(WHAT YOU WILL DO) Look through the entries that follow and return each line that has the string "type".

:: ENTRIES SHOWN

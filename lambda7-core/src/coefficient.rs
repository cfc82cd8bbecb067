//! Exact rational coefficients using dashu
//!
//! Polynomial coefficients are small integers or simple fractions. Keeping
//! them exact makes tree diffs compose without floating-point drift; only
//! evaluation drops to f64.

use dashu_int::{IBig, UBig};
use dashu_ratio::RBig;
use std::fmt;
use std::str::FromStr;
use thiserror::Error;

/// Error type for coefficient construction
#[derive(Debug, Clone, PartialEq, Eq, Error)]
pub enum CoefficientError {
    #[error("Invalid coefficient format: {0}")]
    ParseError(String),

    #[error("Division by zero")]
    ZeroDenominator,
}

/// Largest denominator tried when displaying a non-integer coefficient
pub const DISPLAY_MAX_DENOMINATOR: i128 = 10;

/// Exact rational coefficient of a power of π
#[derive(Debug, Clone, PartialEq, Eq, PartialOrd, Ord)]
pub struct Coefficient {
    inner: RBig,
}

impl Coefficient {
    // ========== Construction ==========

    pub fn zero() -> Self {
        Self { inner: RBig::ZERO }
    }

    pub fn one() -> Self {
        Self { inner: RBig::ONE }
    }

    /// Create from i64
    pub fn from_i64(n: i64) -> Self {
        Self { inner: RBig::from(IBig::from(n)) }
    }

    /// Create from ratio (exact, reduced). A zero denominator yields zero;
    /// use `checked_ratio` when the input is not a table literal.
    pub fn from_ratio(num: i64, den: i64) -> Self {
        Self::checked_ratio(num, den).unwrap_or_else(|_| Self::zero())
    }

    pub fn checked_ratio(num: i64, den: i64) -> Result<Self, CoefficientError> {
        if den == 0 {
            return Err(CoefficientError::ZeroDenominator);
        }
        let num = if den < 0 { -IBig::from(num) } else { IBig::from(num) };
        let den = UBig::from(den.unsigned_abs());
        Ok(Self { inner: RBig::from_parts(num, den) })
    }

    // ========== Predicates ==========

    pub fn is_zero(&self) -> bool {
        self.inner == RBig::ZERO
    }

    pub fn is_one(&self) -> bool {
        self.inner == RBig::ONE
    }

    pub fn is_minus_one(&self) -> bool {
        self.inner == -RBig::ONE
    }

    pub fn is_integer(&self) -> bool {
        *self.inner.denominator() == UBig::ONE
    }

    pub fn is_negative(&self) -> bool {
        self.inner < RBig::ZERO
    }

    // ========== Arithmetic ==========

    pub fn add(&self, other: &Coefficient) -> Coefficient {
        Coefficient { inner: &self.inner + &other.inner }
    }

    pub fn sub(&self, other: &Coefficient) -> Coefficient {
        Coefficient { inner: &self.inner - &other.inner }
    }

    pub fn mul(&self, other: &Coefficient) -> Coefficient {
        Coefficient { inner: &self.inner * &other.inner }
    }

    pub fn neg(&self) -> Coefficient {
        Coefficient { inner: -self.inner.clone() }
    }

    pub fn abs(&self) -> Coefficient {
        if self.is_negative() {
            self.neg()
        } else {
            self.clone()
        }
    }

    // ========== Conversion ==========

    /// Numerator and denominator, if both fit in i128
    pub fn to_parts(&self) -> Option<(i128, i128)> {
        let num = i128::try_from(self.inner.numerator()).ok()?;
        let den = i128::try_from(self.inner.denominator()).ok()?;
        Some((num, den))
    }

    /// Convert to i64 when the value is a whole number
    pub fn to_i64(&self) -> Option<i64> {
        if !self.is_integer() {
            return None;
        }
        i64::try_from(self.inner.numerator()).ok()
    }

    /// Convert to f64 (may lose precision)
    pub fn to_f64(&self) -> f64 {
        match self.to_parts() {
            Some((num, den)) => num as f64 / den as f64,
            None => {
                let num: f64 = self.inner.numerator().to_string().parse().unwrap_or(f64::NAN);
                let den: f64 = self.inner.denominator().to_string().parse().unwrap_or(f64::NAN);
                num / den
            }
        }
    }

    /// Closest fraction p/q with 1 <= q <= max_den.
    ///
    /// Denominators are tried in increasing order and the first one with the
    /// smallest absolute error wins, so exact matches keep their lowest terms.
    pub fn limit_denominator(&self, max_den: i128) -> Coefficient {
        let Some((num, den)) = self.to_parts() else {
            return self.clone();
        };
        if den <= max_den {
            return self.clone();
        }

        // Compare |num/den - p/q| as |num*q - p*den| / (den*q) using integers.
        let mut best: Option<(i128, i128)> = None;
        let mut best_err: Option<(i128, i128)> = None;
        for q in 1..=max_den.max(1) {
            let scaled = num * q;
            let p = (2 * scaled + den).div_euclid(2 * den);
            let err_num = (scaled - p * den).abs();
            let err_den = den * q;
            let better = match best_err {
                None => true,
                Some((en, ed)) => err_num * ed < en * err_den,
            };
            if better {
                best = Some((p, q));
                best_err = Some((err_num, err_den));
            }
        }

        match best {
            Some((p, q)) => match (i64::try_from(p), i64::try_from(q)) {
                (Ok(p), Ok(q)) => Coefficient::from_ratio(p, q),
                _ => self.clone(),
            },
            None => self.clone(),
        }
    }
}

impl Default for Coefficient {
    fn default() -> Self {
        Self::zero()
    }
}

impl From<i64> for Coefficient {
    fn from(n: i64) -> Self {
        Self::from_i64(n)
    }
}

/// Parses "6", "-2", "6/5", "-1/2"
impl FromStr for Coefficient {
    type Err = CoefficientError;

    fn from_str(s: &str) -> Result<Self, Self::Err> {
        let s = s.trim();
        let parse = |part: &str| -> Result<i64, CoefficientError> {
            part.trim()
                .parse::<i64>()
                .map_err(|_| CoefficientError::ParseError(s.to_string()))
        };

        match s.split_once('/') {
            Some((num, den)) => Self::checked_ratio(parse(num)?, parse(den)?),
            None => Ok(Self::from_i64(parse(s)?)),
        }
    }
}

/// Whole numbers render as integers, anything else as a reduced `a/b`
/// after limiting the denominator to 10.
impl fmt::Display for Coefficient {
    fn fmt(&self, f: &mut fmt::Formatter<'_>) -> fmt::Result {
        if self.is_integer() {
            return write!(f, "{}", self.inner.numerator());
        }
        let limited = self.limit_denominator(DISPLAY_MAX_DENOMINATOR);
        if limited.is_integer() {
            write!(f, "{}", limited.inner.numerator())
        } else {
            write!(f, "{}/{}", limited.inner.numerator(), limited.inner.denominator())
        }
    }
}
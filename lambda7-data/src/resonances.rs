//! Anomalous resonances
//!
//! The 9π⁵ family mirrors ground-state baryons with every structural "6"
//! replaced by "2": Σ (6π³) → N(1440) (2π³), Σ* (6π⁴) → N(1535) (2π⁴),
//! Ξ* (6π⁴ − π³) → Λ(1520) (2π⁴ + π³). Λ(1405) mirrors Λ with neither.

use lambda7_core::{Polynomial, Resonance};

fn poly(ints: &[(i32, i64)]) -> Polynomial {
    Polynomial::from_ints(ints)
}

pub fn resonances() -> Vec<Resonance> {
    vec![
        Resonance::new("Lambda_1405", "Lambda(1405)", "Λ(1405)", 1405.1)
            .with_jp("1/2-")
            .with_width(50.5)
            .with_quarks("uds")
            .with_polynomial(poly(&[(5, 9), (1, -1), (0, -1), (-1, -1)]))
            .with_anomaly("Too light by ~100-200 MeV; may be K̄N molecular state")
            .mirroring("Lambda"),
        Resonance::new("Roper", "Roper N(1440)", "N(1440)", 1440.0)
            .with_jp("1/2+")
            .with_width(300.0)
            .with_quarks("uud")
            .with_polynomial(poly(&[(5, 9), (3, 2), (1, -1)]).with_ratio(2, 1, 2))
            .with_anomaly("First radial excitation appears below orbital excitations")
            .mirroring("Sigma0"),
        Resonance::new("N_1535", "N(1535)", "N(1535)", 1510.0)
            .with_jp("1/2-")
            .with_width(170.0)
            .with_quarks("uud")
            .with_polynomial(poly(&[(5, 9), (4, 2)]).with_ratio(2, 1, 2).with_ratio(1, 1, 3))
            .with_anomaly("Nearly degenerate with opposite-parity Roper")
            .mirroring("Sigma*0"),
        Resonance::new("Lambda_1520", "Lambda(1520)", "Λ(1520)", 1519.5)
            .with_jp("3/2-")
            .with_width(15.6)
            .with_quarks("uds")
            .with_polynomial(poly(&[(5, 9), (4, 2), (3, 1), (1, -2)]).with_ratio(-1, 1, 2))
            .with_anomaly("Unusually narrow width; well-established D-wave state")
            .mirroring("Xi*0"),
        Resonance::new("N_1680", "N(1680)", "N(1680)", 1685.0)
            .with_jp("5/2+")
            .with_width(130.0)
            .with_quarks("uud")
            .with_polynomial(poly(&[(5, 9), (4, 6), (3, -1), (2, -1), (-1, -1)]))
            .with_anomaly("F15 resonance; shares 9π⁵ + 6π⁴ base structure"),
        Resonance::new("Delta_1700", "Δ(1700)", "Δ(1700)", 1700.0)
            .with_jp("3/2-")
            .with_width(300.0)
            .with_quarks("uud")
            .with_polynomial(poly(&[(5, 9), (4, 6), (2, -1), (0, -2)]))
            .with_anomaly("D33 resonance; shares 9π⁵ + 6π⁴ base structure"),
        Resonance::new("X_3872", "X(3872)", "X(3872)", 3871.65)
            .with_jp("1++")
            .with_width(1.19)
            .with_quarks("cc̄ + DD̄*")
            .with_polynomial(poly(&[(6, 8), (5, -1), (4, 2), (1, -1)]).with_ratio(-1, -1, 2))
            .with_anomaly("Sits exactly at D⁰D̄*⁰ threshold; likely molecular or tetraquark"),
        Resonance::new("N_2190", "N(2190)", "N(2190)", 2190.0)
            .with_jp("7/2-")
            .with_width(500.0)
            .with_quarks("uud")
            .with_polynomial(poly(&[(7, 1), (6, 1), (5, 1), (0, -2)]))
            .with_anomaly("High-spin G17 resonance; mass equals [3]_π · π⁵ - 2 (q-integer structure)"),
    ]
}

/// Rows of the 9π⁵ term comparison: power, row label, display scale.
/// The π² row is read in units of π²/2.
pub const TERM_ROWS: &[(i32, &str, i64)] = &[
    (5, "π⁵", 1),
    (4, "π⁴", 1),
    (3, "π³", 1),
    (2, "π²/2", 2),
    (1, "π", 1),
    (0, "const", 1),
    (-1, "1/π", 1),
];

pub const MIRROR_RULE: &str = "Ground-state \"6\" coefficients become \"2\" in mirror states (6/3 = 2).";

/// Which ground-state structure a mirror resonance copies
#[derive(Debug, Clone, PartialEq, Eq)]
pub struct MirrorNote {
    pub key: &'static str,
    pub kind: &'static str,
    pub note: &'static str,
}

pub fn mirror_notes() -> Vec<MirrorNote> {
    let note = |key, kind, note| MirrorNote { key, kind, note };
    vec![
        note("Lambda_1405", "λ-type", "stripped (neither π⁴ nor π³)"),
        note("Roper", "σ-type", "+2π³ (mirrors Σ with 6π³ → 2π³)"),
        note("N_1535", "η-type", "+2π⁴ (mirrors Σ* with 6π⁴ → 2π⁴)"),
        note("Lambda_1520", "η′-type", "+2π⁴ + π³ (mirrors Ξ* with 6π⁴ - π³ → 2π⁴ + π³)"),
    ]
}

#[cfg(test)]
mod tests {
    use super::*;
    use lambda7_core::MassFormula;

    #[test]
    fn test_resonance_accuracy() {
        for r in resonances() {
            assert!(r.error_mev().abs() < 0.2, "{}: {} MeV", r.key, r.error_mev());
        }
    }

    #[test]
    fn test_lambda_1520_offset() {
        let r = resonances()
            .into_iter()
            .find(|r| r.key == "Lambda_1520")
            .expect("Λ(1520)");
        assert!((r.error_mev().abs() - 0.148).abs() < 0.001, "{} MeV", r.error_mev());
    }

    #[test]
    fn test_mirror_notes_name_mirrors() {
        let table = resonances();
        for n in mirror_notes() {
            let r = table.iter().find(|r| r.key == n.key).expect("resonance");
            assert!(r.mirrors.is_some(), "{}", n.key);
        }
        assert_eq!(table.iter().filter(|r| r.mirrors.is_some()).count(), mirror_notes().len());
    }

    #[test]
    fn test_term_rows_cover_mirror_polynomials() {
        for r in resonances().iter().filter(|r| r.mirrors.is_some()) {
            for power in r.polynomial.terms_descending().map(|(p, _)| p) {
                assert!(TERM_ROWS.iter().any(|&(row, _, _)| row == power), "{}: π^{}", r.key, power);
            }
        }
    }

    #[test]
    fn test_mirror_family_shares_base() {
        for r in resonances().iter().filter(|r| r.mirrors.is_some()) {
            assert_eq!(r.polynomial.coefficient(5).to_i64(), Some(9), "{}", r.key);
        }
    }
}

::::

(EXERCISE ANSWER)
/// Error type for coefficient construction
    type Err = CoefficientError;
        note("Lambda_1405", "λ-type", "stripped (neither π⁴ nor π³)"),
        note("Roper", "σ-type", "+2π³ (mirrors Σ with 6π³ → 2π³)"),
        note("N_1535", "η-type", "+2π⁴ (mirrors Σ* with 6π⁴ → 2π⁴)"),
        note("Lambda_1520", "η′-type", "+2π⁴ + π³ (mirrors Ξ* with 6π⁴ - π³ → 2π⁴ + π³)"),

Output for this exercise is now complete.